(Beginning of Excerpted data)

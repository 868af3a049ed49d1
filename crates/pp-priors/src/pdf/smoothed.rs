use crate::pdf::{BoundedPdf, Prior};
use pp_core::{Error, Result, Support};
use pp_prob::grid::{interp, linspace, midpoints, trapezoid};
use pp_prob::math::{log_sigmoid, sigmoid};

/// Quadrature points spanning the smoothing window `[min, min + width]`.
pub const SMOOTHING_GRID_POINTS: usize = 1000;

#[inline]
fn window_exponent(x: f64, bottom: f64, width: f64) -> f64 {
    let m = x - bottom;
    width / m + width / (m - width)
}

/// Planck-taper window rising from `0` at `bottom` to `1` at `bottom + width`.
///
/// `S(x) = 1 / (1 + exp(w/m + w/(m - w)))` with `m = x - bottom` inside the window, `0` below
/// it and `1` above it. Computed as `sigmoid(-(w/m + w/(m-w)))`, which saturates cleanly
/// where the exponent blows up at the window edges.
pub fn window_factor(x: f64, bottom: f64, width: f64) -> f64 {
    if x < bottom {
        0.0
    } else if x >= bottom + width {
        1.0
    } else {
        sigmoid(-window_exponent(x, bottom, width))
    }
}

/// `ln S(x)`; `-inf` below the window, `0` above it.
pub fn log_window_factor(x: f64, bottom: f64, width: f64) -> f64 {
    if x < bottom {
        f64::NEG_INFINITY
    } else if x >= bottom + width {
        0.0
    } else {
        log_sigmoid(-window_exponent(x, bottom, width))
    }
}

/// A 1D law whose lower cutoff is tapered by [`window_factor`].
///
/// `p(x) = p_origin(x) · S(x) / N` with `N = 1 - ∫_win p_origin + ∫_win p_origin · S`. The
/// first window integral comes from the origin CDF, the tapered one from the trapezoid rule on
/// [`SMOOTHING_GRID_POINTS`] points.
///
/// The origin is owned by value: later changes to the caller's copy cannot leak in.
/// A zero width leaves the origin unchanged.
#[derive(Debug, Clone)]
pub struct SmoothedPdf {
    origin: Prior,
    width: f64,
    norm: f64,
    ln_norm: f64,
    integral_before: f64,
    integral_now: f64,
    window_top: f64,
    origin_cdf_top: f64,
    table_x: Vec<f64>,
    table_cdf: Vec<f64>,
}

impl SmoothedPdf {
    /// Taper the lower edge of `origin` over `width`, with `0 <= width <= max - min`.
    pub fn new(origin: impl Into<Prior>, width: f64) -> Result<Self> {
        let origin = origin.into();
        let support = origin.support();
        if !width.is_finite() || width < 0.0 || width > support.width() {
            return Err(Error::InvalidParameter(format!(
                "SmoothedPdf width must lie in [0, {}], got {width}",
                support.width()
            )));
        }
        let bottom = support.min;
        let window_top = bottom + width;
        if width == 0.0 {
            return Ok(Self {
                origin,
                width,
                norm: 1.0,
                ln_norm: 0.0,
                integral_before: 0.0,
                integral_now: 0.0,
                window_top,
                origin_cdf_top: 0.0,
                table_x: Vec::new(),
                table_cdf: Vec::new(),
            });
        }

        let grid = linspace(bottom, window_top, SMOOTHING_GRID_POINTS);
        // The window vanishes at `bottom`, where the origin density may diverge.
        let tapered: Vec<f64> = grid
            .iter()
            .map(|&x| {
                let s = window_factor(x, bottom, width);
                if s == 0.0 { 0.0 } else { origin.pdf(x) * s }
            })
            .collect();
        let integral_before = origin.cdf(window_top) - origin.cdf(bottom);
        let integral_now = trapezoid(&tapered, &grid);
        let norm = 1.0 - integral_before + integral_now;
        if !norm.is_finite() || norm <= 0.0 {
            return Err(Error::Computation(format!(
                "SmoothedPdf normalization is not finite and positive: {norm} \
                 (before={integral_before}, now={integral_now})"
            )));
        }
        let ln_norm = norm.ln();

        // Midpoint-rule CDF on the window grid, anchored at C(bottom) = 0.
        let mut table_cdf = Vec::with_capacity(grid.len());
        table_cdf.push(0.0);
        let mut acc = 0.0;
        for (w, mid) in grid.windows(2).zip(midpoints(&grid)) {
            let lp = origin.log_pdf(mid) + log_window_factor(mid, bottom, width) - ln_norm;
            if lp.is_finite() {
                acc += lp.exp() * (w[1] - w[0]);
            }
            table_cdf.push(acc);
        }

        log::debug!(
            "SmoothedPdf({}): width={width} norm={norm:.6} before={integral_before:.6} now={integral_now:.6}",
            origin.kind()
        );

        Ok(Self {
            origin_cdf_top: origin.cdf(window_top),
            origin,
            width,
            norm,
            ln_norm,
            integral_before,
            integral_now,
            window_top,
            table_x: grid,
            table_cdf,
        })
    }

    /// The wrapped law.
    pub fn origin(&self) -> &Prior {
        &self.origin
    }

    /// Smoothing width.
    pub fn width(&self) -> f64 {
        self.width
    }

    /// Normalization `N`.
    pub fn norm(&self) -> f64 {
        self.norm
    }

    /// Window integrals `(∫ p_origin, ∫ p_origin · S)` over the smoothing window.
    pub fn window_integrals(&self) -> (f64, f64) {
        (self.integral_before, self.integral_now)
    }
}

impl BoundedPdf for SmoothedPdf {
    fn support(&self) -> Support {
        self.origin.support()
    }

    fn log_pdf_unclamped(&self, x: f64) -> f64 {
        if self.width == 0.0 {
            return self.origin.log_pdf_unclamped(x);
        }
        let bottom = self.origin.support().min;
        let lp = self.origin.log_pdf(x) + log_window_factor(x, bottom, self.width) - self.ln_norm;
        // An infinite origin density at the edge meets a zero window: the product vanishes.
        if lp.is_nan() { f64::NEG_INFINITY } else { lp }
    }

    fn log_cdf_unclamped(&self, x: f64) -> f64 {
        if self.width == 0.0 {
            return self.origin.log_cdf_unclamped(x);
        }
        let c = if x <= self.window_top {
            interp(x, &self.table_x, &self.table_cdf)
        } else {
            (self.integral_now + self.origin.cdf(x) - self.origin_cdf_top) / self.norm
        };
        c.clamp(0.0, 1.0).ln()
    }
}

(End of Excerpted data)

• _Task directions_
Please write out each entry shown above exactly as given.

• _Written answer_
repository 868af3a049ed49d1
filename crates/pp-priors/src/pdf/smoothed.rs
use crate::pdf::{BoundedPdf, Prior};
use pp_core::{Error, Result, Support};
use pp_prob::grid::{interp, linspace, midpoints, trapezoid};
use pp_prob::math::{log_sigmoid, sigmoid};

/// Quadrature points spanning the smoothing window `[min, min + width]`.
pub const SMOOTHING_GRID_POINTS: usize = 1000;

#[inline]
fn window_exponent(x: f64, bottom: f64, width: f64) -> f64 {
    let m = x - bottom;
    width / m + width / (m - width)
}

/// Planck-taper window rising from `0` at `bottom` to `1` at `bottom + width`.
///
/// `S(x) = 1 / (1 + exp(w/m + w/(m - w)))` with `m = x - bottom` inside the window, `0` below
/// it and `1` above it. Computed as `sigmoid(-(w/m + w/(m-w)))`, which saturates cleanly
/// where the exponent blows up at the window edges.
pub fn window_factor(x: f64, bottom: f64, width: f64) -> f64 {
    if x < bottom {
        0.0
    } else if x >= bottom + width {
        1.0
    } else {
        sigmoid(-window_exponent(x, bottom, width))
    }
}

/// `ln S(x)`; `-inf` below the window, `0` above it.
pub fn log_window_factor(x: f64, bottom: f64, width: f64) -> f64 {
    if x < bottom {
        f64::NEG_INFINITY
    } else if x >= bottom + width {
        0.0
    } else {
        log_sigmoid(-window_exponent(x, bottom, width))
    }
}

/// A 1D law whose lower cutoff is tapered by [`window_factor`].
///
/// `p(x) = p_origin(x) · S(x) / N` with `N = 1 - ∫_win p_origin + ∫_win p_origin · S`. The
/// first window integral comes from the origin CDF, the tapered one from the trapezoid rule on
/// [`SMOOTHING_GRID_POINTS`] points.
///
/// The origin is owned by value: later changes to the caller's copy cannot leak in.
/// A zero width leaves the origin unchanged.
#[derive(Debug, Clone)]
pub struct SmoothedPdf {
    origin: Prior,
    width: f64,
    norm: f64,
    ln_norm: f64,
    integral_before: f64,
    integral_now: f64,
    window_top: f64,
    origin_cdf_top: f64,
    table_x: Vec<f64>,
    table_cdf: Vec<f64>,
}

impl SmoothedPdf {
    /// Taper the lower edge of `origin` over `width`, with `0 <= width <= max - min`.
    pub fn new(origin: impl Into<Prior>, width: f64) -> Result<Self> {
        let origin = origin.into();
        let support = origin.support();
        if !width.is_finite() || width < 0.0 || width > support.width() {
            return Err(Error::InvalidParameter(format!(
                "SmoothedPdf width must lie in [0, {}], got {width}",
                support.width()
            )));
        }
        let bottom = support.min;
        let window_top = bottom + width;
        if width == 0.0 {
            return Ok(Self {
                origin,
                width,
                norm: 1.0,
                ln_norm: 0.0,
                integral_before: 0.0,
                integral_now: 0.0,
                window_top,
                origin_cdf_top: 0.0,
                table_x: Vec::new(),
                table_cdf: Vec::new(),
            });
        }

        let grid = linspace(bottom, window_top, SMOOTHING_GRID_POINTS);
        // The window vanishes at `bottom`, where the origin density may diverge.
        let tapered: Vec<f64> = grid
            .iter()
            .map(|&x| {
                let s = window_factor(x, bottom, width);
                if s == 0.0 { 0.0 } else { origin.pdf(x) * s }
            })
            .collect();
        let integral_before = origin.cdf(window_top) - origin.cdf(bottom);
        let integral_now = trapezoid(&tapered, &grid);
        let norm = 1.0 - integral_before + integral_now;
        if !norm.is_finite() || norm <= 0.0 {
            return Err(Error::Computation(format!(
                "SmoothedPdf normalization is not finite and positive: {norm} \
                 (before={integral_before}, now={integral_now})"
            )));
        }
        let ln_norm = norm.ln();

        // Midpoint-rule CDF on the window grid, anchored at C(bottom) = 0.
        let mut table_cdf = Vec::with_capacity(grid.len());
        table_cdf.push(0.0);
        let mut acc = 0.0;
        for (w, mid) in grid.windows(2).zip(midpoints(&grid)) {
            let lp = origin.log_pdf(mid) + log_window_factor(mid, bottom, width) - ln_norm;
            if lp.is_finite() {
                acc += lp.exp() * (w[1] - w[0]);
            }
            table_cdf.push(acc);
        }

        log::debug!(
            "SmoothedPdf({}): width={width} norm={norm:.6} before={integral_before:.6} now={integral_now:.6}",
            origin.kind()
        );

        Ok(Self {
            origin_cdf_top: origin.cdf(window_top),
            origin,
            width,
            norm,
            ln_norm,
            integral_before,
            integral_now,
            window_top,
            table_x: grid,
            table_cdf,
        })
    }

    /// The wrapped law.
    pub fn origin(&self) -> &Prior {
        &self.origin
    }

    /// Smoothing width.
    pub fn width(&self) -> f64 {
        self.width
    }

    /// Normalization `N`.
    pub fn norm(&self) -> f64 {
        self.norm
    }

    /// Window integrals `(∫ p_origin, ∫ p_origin · S)` over the smoothing window.
    pub fn window_integrals(&self) -> (f64, f64) {
        (self.integral_before, self.integral_now)
    }
}

impl BoundedPdf for SmoothedPdf {
    fn support(&self) -> Support {
        self.origin.support()
    }

    fn log_pdf_unclamped(&self, x: f64) -> f64 {
        if self.width == 0.0 {
            return self.origin.log_pdf_unclamped(x);
        }
        let bottom = self.origin.support().min;
        let lp = self.origin.log_pdf(x) + log_window_factor(x, bottom, self.width) - self.ln_norm;
        // An infinite origin density at the edge meets a zero window: the product vanishes.
        if lp.is_nan() { f64::NEG_INFINITY } else { lp }
    }

    fn log_cdf_unclamped(&self, x: f64) -> f64 {
        if self.width == 0.0 {
            return self.origin.log_cdf_unclamped(x);
        }
        let c = if x <= self.window_top {
            interp(x, &self.table_x, &self.table_cdf)
        } else {
            (self.integral_now + self.origin.cdf(x) - self.origin_cdf_top) / self.norm
        };
        c.clamp(0.0, 1.0).ln()
    }
}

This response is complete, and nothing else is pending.